8. 650 мкл смеси, полученного на шаге 3.7 разделения столбцов и центрифуги на 6000 x g за 1 мин.
9. Отменить трубка, содержащая через поток и столбце на новой чистой коллекции трубки. Повторите шаги 3.8 и 3.9 еще один раз.
10. Добавьте 500 мкл буфера мытья 1, без смачивания краю столбца и центрифуги на 6000 x g за 1 мин.
11. Отменить трубка, содержащая через поток и заменить ее новой коллекции чистый трубки.
12. Добавьте 500 мкл буфера мытья 2, без смачивания краю столбца и центрифуги на полной скорости (20000 x g) 3 мин.
13. Отменить трубка, содержащая через поток и заменить ее новой коллекции чистый трубки.
14. Центрифуга на полной скорости (20000 x g) 3 мин для удаления любых остаточных Отмывающий буфер.
15. Место столбца в чистой 1,5 мл трубку. Добавить 150 мкл буфера и ждать 7 мин, чтобы убедиться, что буфер смачивает столбец.
16. Центрифуга на 8000 x г за 1 мин.
17. Пипетка elute от шага 3.16 снова в тот же столбец и центрифуги на полной скорости (20000 x g) за 1 мин для обеспечения максимального восстановления ДНК.

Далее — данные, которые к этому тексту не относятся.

// src/emergency.rs
//! Out-of-band forced syncs (formula shortage, policy change, operator override...).
//!
//! Sources in a request run one after another, in request order, and each one
//! still goes through the orchestrator's shared pool and per-source lock.

use anyhow::Result;
use chrono::{DateTime, Utc};
use metrics::counter;
use serde::{Deserialize, Serialize};
use std::collections::{BTreeMap, HashMap};
use std::fmt;
use std::sync::{Arc, Mutex};
use std::time::Instant;
use uuid::Uuid;

use crate::alerts::Severity;
use crate::buffer::BoundedBuffer;
use crate::model::{JobStatus, JobSummary, SyncJob};
use crate::orchestrator::{SyncMode, SyncOrchestrator};

pub const EMERGENCY_HISTORY_CAPACITY: usize = 1000;

#[derive(Debug, Clone, Copy, PartialEq, Eq, Hash, PartialOrd, Ord, Serialize, Deserialize)]
#[serde(rename_all = "snake_case")]
pub enum EmergencyReason {
    FormulaShortage,
    PolicyChange,
    ManualOverride,
    DataCorruption,
    PushNotification,
    UserReport,
    ScheduledCheck,
}

impl EmergencyReason {
    pub fn as_str(self) -> &'static str {
        match self {
            EmergencyReason::FormulaShortage => "formula_shortage",
            EmergencyReason::PolicyChange => "policy_change",
            EmergencyReason::ManualOverride => "manual_override",
            EmergencyReason::DataCorruption => "data_corruption",
            EmergencyReason::PushNotification => "push_notification",
            EmergencyReason::UserReport => "user_report",
            EmergencyReason::ScheduledCheck => "scheduled_check",
        }
    }
}

impl fmt::Display for EmergencyReason {
    fn fmt(&self, f: &mut fmt::Formatter<'_>) -> fmt::Result {
        f.write_str(self.as_str())
    }
}

#[derive(Debug, Clone, Copy, PartialEq, Eq, Hash, PartialOrd, Ord, Serialize, Deserialize)]
#[serde(rename_all = "lowercase")]
pub enum EmergencyPriority {
    Low,
    Medium,
    High,
    Critical,
}

impl EmergencyPriority {
    pub fn as_str(self) -> &'static str {
        match self {
            EmergencyPriority::Low => "low",
            EmergencyPriority::Medium => "medium",
            EmergencyPriority::High => "high",
            EmergencyPriority::Critical => "critical",
        }
    }
}

impl fmt::Display for EmergencyPriority {
    fn fmt(&self, f: &mut fmt::Formatter<'_>) -> fmt::Result {
        f.write_str(self.as_str())
    }
}

#[derive(Debug, Clone, Serialize, Deserialize)]
pub struct EmergencySyncRequest {
    pub id: Uuid,
    /// Resolved targets, in execution order.
    pub sources: Vec<String>,
    pub reason: EmergencyReason,
    pub priority: EmergencyPriority,
    pub requested_by: String,
    pub notes: Option<String>,
    pub requested_at: DateTime<Utc>,
}

#[derive(Debug, Clone, Serialize, Deserialize)]
pub struct EmergencySyncResult {
    pub request: EmergencySyncRequest,
    /// One job per requested source, same order as `request.sources`.
    pub jobs: Vec<SyncJob>,
    pub summary: JobSummary,
    pub started_at: DateTime<Utc>,
    pub finished_at: DateTime<Utc>,
    pub duration_ms: u64,
    /// Every requested source completed.
    pub success: bool,
}

#[derive(Debug, Clone, Default, PartialEq, Serialize, Deserialize)]
pub struct EmergencyStatistics {
    pub total_requests: usize,
    pub active_requests: usize,
    pub successful_requests: usize,
    pub failed_requests: usize,
    pub by_reason: BTreeMap<String, usize>,
    pub by_priority: BTreeMap<String, usize>,
    pub average_duration_ms: u64,
    pub total_entries_added: u64,
    pub total_entries_updated: u64,
}

impl EmergencyStatistics {
    fn from_results<'a>(results: impl Iterator<Item = &'a EmergencySyncResult>, active: usize) -> Self {
        let mut s = EmergencyStatistics {
            active_requests: active,
            ..Default::default()
        };
        let mut duration = 0u64;
        for r in results {
            s.total_requests += 1;
            if r.success {
                s.successful_requests += 1;
            } else {
                s.failed_requests += 1;
            }
            *s.by_reason.entry(r.request.reason.to_string()).or_default() += 1;
            *s.by_priority.entry(r.request.priority.to_string()).or_default() += 1;
            duration += r.duration_ms;
            s.total_entries_added += r.summary.total_entries_added;
            s.total_entries_updated += r.summary.total_entries_updated;
        }
        if s.total_requests > 0 {
            s.average_duration_ms = duration / s.total_requests as u64;
        }
        s
    }
}

/// Removes the request from the active set however the trigger ends.
struct ActiveGuard<'a> {
    active: &'a Mutex<HashMap<Uuid, EmergencySyncRequest>>,
    id: Uuid,
}

impl Drop for ActiveGuard<'_> {
    fn drop(&mut self) {
        if let Ok(mut a) = self.active.lock() {
            a.remove(&self.id);
        }
    }
}

pub struct EmergencyTrigger {
    orchestrator: Arc<SyncOrchestrator>,
    active: Mutex<HashMap<Uuid, EmergencySyncRequest>>,
    history: Mutex<BoundedBuffer<EmergencySyncResult>>,
}

impl EmergencyTrigger {
    pub fn new(orchestrator: Arc<SyncOrchestrator>) -> Self {
        Self {
            orchestrator,
            active: Mutex::new(HashMap::new()),
            history: Mutex::new(BoundedBuffer::with_capacity(EMERGENCY_HISTORY_CAPACITY)),
        }
    }

    /// Force-sync `sources` (all enabled sources, by priority, when empty).
    /// Unknown source ids reject the whole request before anything runs.
    pub async fn trigger(
        &self,
        sources: &[String],
        reason: EmergencyReason,
        priority: EmergencyPriority,
        requested_by: &str,
        notes: Option<String>,
    ) -> Result<EmergencySyncResult> {
        let monitor = self.orchestrator.monitor();
        let targets: Vec<String> = if sources.is_empty() {
            let mut enabled: Vec<_> = monitor.enabled_sources().collect();
            enabled.sort_by_key(|s| s.priority);
            enabled.into_iter().map(|s| s.id.clone()).collect()
        } else {
            for id in sources {
                monitor.source(id)?;
            }
            sources.to_vec()
        };

        let started_at = monitor.clock().now();
        let request = EmergencySyncRequest {
            id: Uuid::new_v4(),
            sources: targets.clone(),
            reason,
            priority,
            requested_by: requested_by.to_string(),
            notes,
            requested_at: started_at,
        };

        self.active
            .lock()
            .expect("active requests poisoned")
            .insert(request.id, request.clone());
        let _active = ActiveGuard {
            active: &self.active,
            id: request.id,
        };

        counter!("emergency_requests_total", "reason" => reason.as_str()).increment(1);
        let severity = if priority >= EmergencyPriority::High {
            Severity::Warning
        } else {
            Severity::Info
        };
        monitor.alerts().emit(
            severity,
            None,
            format!(
                "emergency sync ({reason}, {priority}) requested by {requested_by} for {}",
                targets.join(", ")
            ),
        );
        tracing::warn!(
            target: "emergency",
            request = %request.id,
            reason = reason.as_str(),
            priority = priority.as_str(),
            requested_by,
            sources = targets.len(),
            "emergency sync started"
        );

        let t0 = Instant::now();
        let mut jobs = Vec::with_capacity(targets.len());
        for id in &targets {
            let job = match self.orchestrator.sync_state_with(id, SyncMode::Forced).await {
                Ok(job) => job,
                Err(e) => {
                    let mut j = SyncJob::pending(id.clone());
                    j.start(monitor.clock().now());
                    j.error = Some(format!("{e:#}"));
                    j.finish(JobStatus::Failed, monitor.clock().now());
                    j
                }
            };
            tracing::info!(target: "emergency", request = %request.id, source = %id, status = %job.status, "emergency job done");
            jobs.push(job);
        }

        let summary = JobSummary::from_jobs(&jobs);
        let result = EmergencySyncResult {
            success: summary.completed == jobs.len(),
            summary,
            jobs,
            started_at,
            finished_at: monitor.clock().now(),
            duration_ms: t0.elapsed().as_millis() as u64,
            request,
        };

        tracing::info!(
            target: "emergency",
            request = %result.request.id,
            success = result.success,
            completed = result.summary.completed,
            failed = result.summary.failed,
            duration_ms = result.duration_ms,
            "emergency sync finished"
        );
        self.history
            .lock()
            .expect("emergency history poisoned")
            .push(result.clone());
        Ok(result)
    }

    pub async fn trigger_formula_shortage(
        &self,
        sources: &[String],
        requested_by: &str,
        notes: Option<String>,
    ) -> Result<EmergencySyncResult> {
        self.trigger(
            sources,
            EmergencyReason::FormulaShortage,
            EmergencyPriority::Critical,
            requested_by,
            notes,
        )
        .await
    }

    pub async fn trigger_policy_change(
        &self,
        sources: &[String],
        requested_by: &str,
        notes: Option<String>,
    ) -> Result<EmergencySyncResult> {
        self.trigger(
            sources,
            EmergencyReason::PolicyChange,
            EmergencyPriority::High,
            requested_by,
            notes,
        )
        .await
    }

    pub async fn trigger_manual_override(
        &self,
        sources: &[String],
        requested_by: &str,
        priority: EmergencyPriority,
        notes: Option<String>,
    ) -> Result<EmergencySyncResult> {
        self.trigger(sources, EmergencyReason::ManualOverride, priority, requested_by, notes)
            .await
    }

    pub async fn trigger_push_notification(
        &self,
        sources: &[String],
        notes: Option<String>,
    ) -> Result<EmergencySyncResult> {
        self.trigger(
            sources,
            EmergencyReason::PushNotification,
            EmergencyPriority::High,
            "push-notification",
            notes,
        )
        .await
    }

    pub fn get_active_requests(&self) -> Vec<EmergencySyncRequest> {
        let mut v: Vec<_> = self
            .active
            .lock()
            .expect("active requests poisoned")
            .values()
            .cloned()
            .collect();
        v.sort_by_key(|r| r.requested_at);
        v
    }

    /// Most recent `limit` results, newest first.
    pub fn get_history(&self, limit: usize) -> Vec<EmergencySyncResult> {
        let h = self.history.lock().expect("emergency history poisoned");
        h.iter().rev().take(limit).cloned().collect()
    }

    pub fn get_statistics(&self) -> EmergencyStatistics {
        let active = self.active.lock().expect("active requests poisoned").len();
        let h = self.history.lock().expect("emergency history poisoned");
        EmergencyStatistics::from_results(h.iter(), active)
    }
}

#[cfg(test)]
mod tests {
    use super::*;

    fn result(reason: EmergencyReason, priority: EmergencyPriority, ok: bool) -> EmergencySyncResult {
        let now = Utc::now();
        EmergencySyncResult {
            request: EmergencySyncRequest {
                id: Uuid::new_v4(),
                sources: vec!["MI".into()],
                reason,
                priority,
                requested_by: "ops".into(),
                notes: None,
                requested_at: now,
            },
            jobs: vec![],
            summary: JobSummary {
                total_entries_added: 5,
                ..Default::default()
            },
            started_at: now,
            finished_at: now,
            duration_ms: 100,
            success: ok,
        }
    }

    #[test]
    fn statistics_break_down_by_reason_and_priority() {
        let rs = [
            result(EmergencyReason::FormulaShortage, EmergencyPriority::Critical, true),
            result(EmergencyReason::FormulaShortage, EmergencyPriority::Critical, false),
            result(EmergencyReason::PolicyChange, EmergencyPriority::High, true),
        ];
        let s = EmergencyStatistics::from_results(rs.iter(), 1);
        assert_eq!(s.total_requests, 3);
        assert_eq!(s.active_requests, 1);
        assert_eq!(s.successful_requests, 2);
        assert_eq!(s.failed_requests, 1);
        assert_eq!(s.by_reason["formula_shortage"], 2);
        assert_eq!(s.by_reason["policy_change"], 1);
        assert_eq!(s.by_priority["critical"], 2);
        assert_eq!(s.total_entries_added, 15);
        assert_eq!(s.average_duration_ms, 100);
    }

    #[test]
    fn reasons_serialize_snake_case() {
        let v = serde_json::to_value(EmergencyReason::PushNotification).unwrap();
        assert_eq!(v, "push_notification");
        let p: EmergencyPriority = serde_json::from_value("medium".into()).unwrap();
        assert_eq!(p, EmergencyPriority::Medium);
        assert!(EmergencyPriority::Critical > EmergencyPriority::High);
    }
}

4. ДНК количественной и разбавления

1. Выполняют количественного определения ДНК с помощью спектрофотометра. Используйте 2 мкл пример на скамейке Топ спектрофотометром в соответствии с инструкциями изготовителя.
   Примечание: Если количество ДНК не является достаточно, чтобы продолжить с ПЦР в реальном времени (по крайней мере 120 ng), выполнения новый процесс изоляции ДНК.
2. Разбавляют ДНК из сыворотки или плазмы до 2,5 нг/мкл в окончательном объеме, достаточном для всех реальном масштабе времени PCR (около 50 мкл).

5. в реальном масштабе времени PCR

1. Оттепель копировать количество анализов, ссылка гена пробирного, образцы ДНК разбавленный и калибраторы, объединили в лед. Сбалансировать при комнатной температуре мастер смесь, которая хранится на 4 ° C.
2. Подготовка смесь 1 мкл целевого анализа, 1 мкл ссылка гена пробирного и 10 мкл мастер смеси для 3 реплицирует каждого образца и калибраторы пуле. Подготовка смеси, в том числе отрицательного контроля (вода) и 2 дополнительных образцов.
3. В 96 хорошо пластины, аликвота 12 мкл смеси в каждой скважине. Сделать не пипеткой или спин трубы.
4. Мкл 8 (концентрация 2,5 нг/мкл) каждого образца ДНК и калибраторы, объединили в каждой скважине. Сделать не пипеткой или спин трубы. Изменение подсказки для каждой скважины.
   Примечание: 30 образцов ДНК могут быть обработаны для каждого реального времени эксперимент с использованием 96-луночных пластины: образцы 30 x 3 + 1 x 3 калибраторы пуле + отрицательный контроль = 94.
5. Кратко вращаться вниз пластину на 1000 x g.
6. Запустите пластину, используя следующий протокол: провести этап на 95 ° C в течение 10 мин, 40 циклов при 95 ° C 15 s и 60 ° C в течение 1 мин.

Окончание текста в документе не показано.